14. Verifica delle categorie

  • Obiettivo:
    • Verificare la validità del quadro di classificazione testandone l'applicazione su vari prodotti finanziari e scenari.
  • Metodologia di prova:
    • Utilizzare casi di studio reali per valutare se i prodotti soddisfano i criteri di classificazione di cui agli articoli 6, 8 e 9.
    • Individuare i casi limite in cui la classificazione risulta ambigua e fornire linee guida per la risoluzione.
  • Circuiti di retroazione:
    • Tenere conto dei riscontri ricevuti dalle parti interessate e adeguare le soglie, gli indicatori o le metodologie per far fronte alle difficoltà pratiche.

15. Conclusione

La classificazione dei prodotti finanziari ai sensi dello SFDR segna una svolta nell’allineamento del settore finanziario agli obiettivi di sostenibilità. Questo quadro normativo fornisce agli operatori dei mercati finanziari indicazioni chiare e strutturate per garantire trasparenza, coerenza e conformità, promuovendo al contempo la fiducia tra gli investitori.

Classificando i prodotti negli articoli 6, 8 e 9, l’SFDR non solo definisce confini chiari, ma garantisce anche la responsabilità attraverso requisiti rigorosi in materia di dati e indicatori misurabili. Questo approccio strutturato affronta direttamente le sfide del greenwashing e delle interpretazioni frammentarie, aprendo la strada a un ecosistema finanziario più trasparente e affidabile. L’enfasi sull’allineamento con la tassonomia dell’UE garantisce che il quadro normativo operi all’interno di una struttura scientificamente validata e giuridicamente coerente, fornendo una solida base per gli investimenti sostenibili.

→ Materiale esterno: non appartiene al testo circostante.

//! Domain models for Tempus.
//!
//! Two groups of types live here:
//!
//! - Schedule configuration: [`RecurrenceRule`], [`MonthDay`] and the raw
//!   YAML shapes they are validated from. These are loaded once at startup
//!   and treated as immutable input for every refresh tick.
//! - [`FactSnapshot`]: the immutable output aggregate produced on each tick
//!   and shared read-only with the HTTP endpoints.

mod schedule;
mod snapshot;

pub use schedule::*;
pub use snapshot::*;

L’integrazione delle preferenze in materia di sostenibilità nella progettazione dei prodotti e la garanzia di trasparenza attraverso rigorose pratiche di informativa sottolineano l’impegno dello SFDR a favore di strategie incentrate sugli investitori. Le linee guida relative alle convenzioni di denominazione e alla rendicontazione periodica rafforzano ulteriormente la fiducia degli investitori, collegando le dichiarazioni a risultati misurabili, eliminando ogni ambiguità e garantendo chiarezza.

Gli allegati costituiscono uno strumento pratico che fornisce soglie precise, requisiti in materia di dati e meccanismi di verifica per colmare le lacune nell’attuazione. Affrontando le complessità dei principi DNSH, delle esclusioni e delle categorie di transizione, gli allegati consentono agli operatori di mercato di affinare i propri approcci e di adattarsi a un contesto normativo in continua evoluzione. Le linee guida sull’integrazione dello SFDR con quadri normativi più ampi, come la MiFID, garantiscono la coerenza nei processi di consulenza e rafforzano il ruolo dei prodotti finanziari nel raggiungimento degli obiettivi globali di sostenibilità.